Just how many exceptions “prove” the rule that slaves were regarded as “mere farm animals” by slave-holders?

The debate about Thomas Jefferson’s relationship with Sally Hemings is but one documented case where a (house) slave was evidently not regarded as “a mere farm animal.”

Apart from questions about their relationship, Sally Hemings went to Paris with the Jefferson family (1787-9) and her duties included “being a nursemaid-companion to Thomas Jefferson’s daughter Maria (c. 1784-7), lady’s maid to daughters Martha and Maria (1787-97), and chambermaid and seamstress (1790s-1827),” which all strike me as likely to prove a bit challenging for “a mere farm animal” but there you go.

However, this is not by any means the only documented case.
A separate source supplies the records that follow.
//! Visual question answering, train and test splits.
//!
//! Training records come from two source corpora mixed in one annotation
//! list: VQA-style records carry one answer per human rater and get a
//! weighted answer distribution, Visual-Genome records carry a single
//! answer at a fixed weight. The `dataset` field names the source and, in
//! path mode, picks which image root the record resolves against.

use std::fs;
use std::path::{Path, PathBuf};
use std::sync::Arc;

use image::RgbImage;
use indexmap::IndexMap;
use rand::rngs::SmallRng;

use super::{Dataset, ImageSource};
use crate::annotation::{self, Annotation};
use crate::error::{DatasetError, FetchError};
use crate::imaging::{self, ImageTensor, ImageTransform};
use crate::text;

/// Marker appended to every answer so the decoder learns where to stop.
pub const DEFAULT_EOS: &str = "[SEP]";

/// Test questions keep more words than training ones.
const TEST_MAX_QUESTION_WORDS: usize = 50;

// ============================================================================
// Train split
// ============================================================================

#[derive(Debug, Clone)]
pub struct VqaTrainSample {
    pub image: ImageTensor,
    pub question: String,
    /// Distinct answers in first-seen order, eos marker appended.
    pub answers: Vec<String>,
    /// Per-answer weights, parallel to `answers`.
    pub weights: Vec<f32>,
}

pub struct VqaTrainDataset {
    records: Vec<Annotation>,
    source: ImageSource,
    vg_root: PathBuf,
    transform: Arc<dyn ImageTransform>,
    eos: String,
    max_words: usize,
}

impl VqaTrainDataset {
    pub fn open(
        ann_files: &[PathBuf],
        transform: Arc<dyn ImageTransform>,
        vqa_root: impl Into<PathBuf>,
        vg_root: impl Into<PathBuf>,
        eos: &str,
        max_words: usize,
    ) -> Result<Self, DatasetError> {
        let corpus = annotation::load_corpus(ann_files)?;
        Ok(Self {
            records: corpus.records,
            source: ImageSource::new(corpus.registry, vqa_root.into()),
            vg_root: vg_root.into(),
            transform,
            eos: eos.to_string(),
            max_words,
        })
    }

    fn fetch_image(&self, index: usize, ann: &Annotation) -> Result<RgbImage, FetchError> {
        match &self.source {
            ImageSource::TableBacked { .. } => {
                self.source.decode_row(index, ann.require_row(index)?)
            }
            ImageSource::PathBacked { root } => {
                let root = match ann.require_dataset(index)? {
                    "vqa" => root,
                    "vg" => &self.vg_root,
                    other => {
                        return Err(FetchError::UnknownLabel {
                            index,
                            label: other.to_string(),
                        })
                    }
                };
                imaging::load_path(&root.join(ann.require_image(index)?))
            }
        }
    }

    /// Weighted answer distribution for one record.
    ///
    /// VQA records list one answer per rater; each distinct answer's weight
    /// is its share of the rater count, first-seen order preserved.
    /// Visual-Genome records carry one answer at weight 0.5.
    fn answer_distribution(
        &self,
        index: usize,
        ann: &Annotation,
    ) -> Result<(Vec<String>, Vec<f32>), FetchError> {
        match ann.require_dataset(index)? {
            "vqa" => {
                let raters = ann.require_answer(index)?.as_slice();
                let mut counts: IndexMap<&str, usize> = IndexMap::new();
                for answer in raters {
                    *counts.entry(answer.as_str()).or_insert(0) += 1;
                }
                let total = raters.len() as f32;
                let answers = counts
                    .keys()
                    .map(|answer| format!("{answer}{}", self.eos))
                    .collect();
                let weights = counts.values().map(|&n| n as f32 / total).collect();
                Ok((answers, weights))
            }
            "vg" => {
                let answer =
                    ann.require_answer(index)?
                        .primary()
                        .ok_or(FetchError::MissingField {
                            index,
                            field: "answer",
                        })?;
                Ok((vec![format!("{answer}{}", self.eos)], vec![0.5]))
            }
            other => Err(FetchError::UnknownLabel {
                index,
                label: other.to_string(),
            }),
        }
    }
}

impl Dataset for VqaTrainDataset {
    type Sample = VqaTrainSample;

    fn len(&self) -> usize {
        self.records.len()
    }

    fn get(&self, index: usize, rng: &mut SmallRng) -> Result<Self::Sample, FetchError> {
        let ann = &self.records[index];
        let image = self.fetch_image(index, ann)?;
        let question = text::normalize(ann.require_question(index)?, self.max_words);
        let (answers, weights) = self.answer_distribution(index, ann)?;
        Ok(VqaTrainSample {
            image: self.transform.apply(&image, rng),
            question,
            answers,
            weights,
        })
    }
}

// ============================================================================
// Test split
// ============================================================================

#[derive(Debug, Clone)]
pub struct VqaTestSample {
    pub image: ImageTensor,
    pub question: String,
    pub question_id: i64,
}

/// Test split: raw questions against a fixed answer vocabulary, loaded once
/// from a JSON string array.
pub struct VqaTestDataset {
    records: Vec<Annotation>,
    source: ImageSource,
    transform: Arc<dyn ImageTransform>,
    answer_list: Vec<String>,
}

impl std::fmt::Debug for VqaTestDataset {
    fn fmt(&self, f: &mut std::fmt::Formatter<'_>) -> std::fmt::Result {
        f.debug_struct("VqaTestDataset").finish_non_exhaustive()
    }
}

impl VqaTestDataset {
    pub fn open(
        ann_file: &Path,
        transform: Arc<dyn ImageTransform>,
        vqa_root: impl Into<PathBuf>,
        answer_list: Option<&Path>,
    ) -> Result<Self, DatasetError> {
        let vocab_path = answer_list.ok_or(DatasetError::MissingAnswerList)?;
        let bytes = fs::read(vocab_path).map_err(|source| DatasetError::AnnotationRead {
            path: vocab_path.to_path_buf(),
            source,
        })?;
        let answer_list =
            serde_json::from_slice(&bytes).map_err(|source| DatasetError::AnnotationParse {
                path: vocab_path.to_path_buf(),
                source,
            })?;
        let corpus = annotation::load_single(ann_file)?;
        Ok(Self {
            records: corpus.records,
            source: ImageSource::new(corpus.registry, vqa_root.into()),
            transform,
            answer_list,
        })
    }

    /// Candidate answers scored against every question.
    pub fn answer_list(&self) -> &[String] {
        &self.answer_list
    }

    fn fetch_image(&self, index: usize, ann: &Annotation) -> Result<RgbImage, FetchError> {
        match &self.source {
            ImageSource::TableBacked { .. } => {
                self.source.decode_row(index, ann.require_row(index)?)
            }
            ImageSource::PathBacked { root } => {
                imaging::load_path(&root.join(ann.require_image(index)?))
            }
        }
    }
}

impl Dataset for VqaTestDataset {
    type Sample = VqaTestSample;

    fn len(&self) -> usize {
        self.records.len()
    }

    fn get(&self, index: usize, rng: &mut SmallRng) -> Result<Self::Sample, FetchError> {
        let ann = &self.records[index];
        let image = self.fetch_image(index, ann)?;
        let question = text::normalize(ann.require_question(index)?, TEST_MAX_QUESTION_WORDS);
        let question_id = ann.question_id.ok_or(FetchError::MissingField {
            index,
            field: "question_id",
        })?;
        Ok(VqaTestSample {
            image: self.transform.apply(&image, rng),
            question,
            question_id,
        })
    }
}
In England, there was Francis Barber, the manservant of Samuel Johnson, who is still renowned for his pioneering work in compiling a dictionary for the English language. As Johnson died childless, he bequeathed his estate to Barber, whose descendents still live on now in Staffordshire.

For biographical details:

“Francis Barber was born in Jamaica about the year 1735, and was brought to England by a plantation owner who was the father of one of Samuel Johnson’s closest friends. For a year, he attended school in Barton, a small Yorkshire village, and then he entered the service of his owner’s son, who sent him as a valet to Johnson in April 1752, two weeks after the death of Johnson’s wife. Two years later the plantation owner died, leaving Barber 12 pounds and his freedom. . . ”
http://www.100greatblackbritons.com/bios/francis_barber.html

I venture to suggest that we have come to know of these particular cases in history because the two instances related to slave-holders who were highly literate and already renown in their own times. We don’t know how many similar cases there were among other less-illustrious slave-holders – although, in contrast, I’ve no doubt that many sleaves were, indeed, cruelly treated. And for the record, I’m not suggesting that slavery is or was a splendid institution in consequence.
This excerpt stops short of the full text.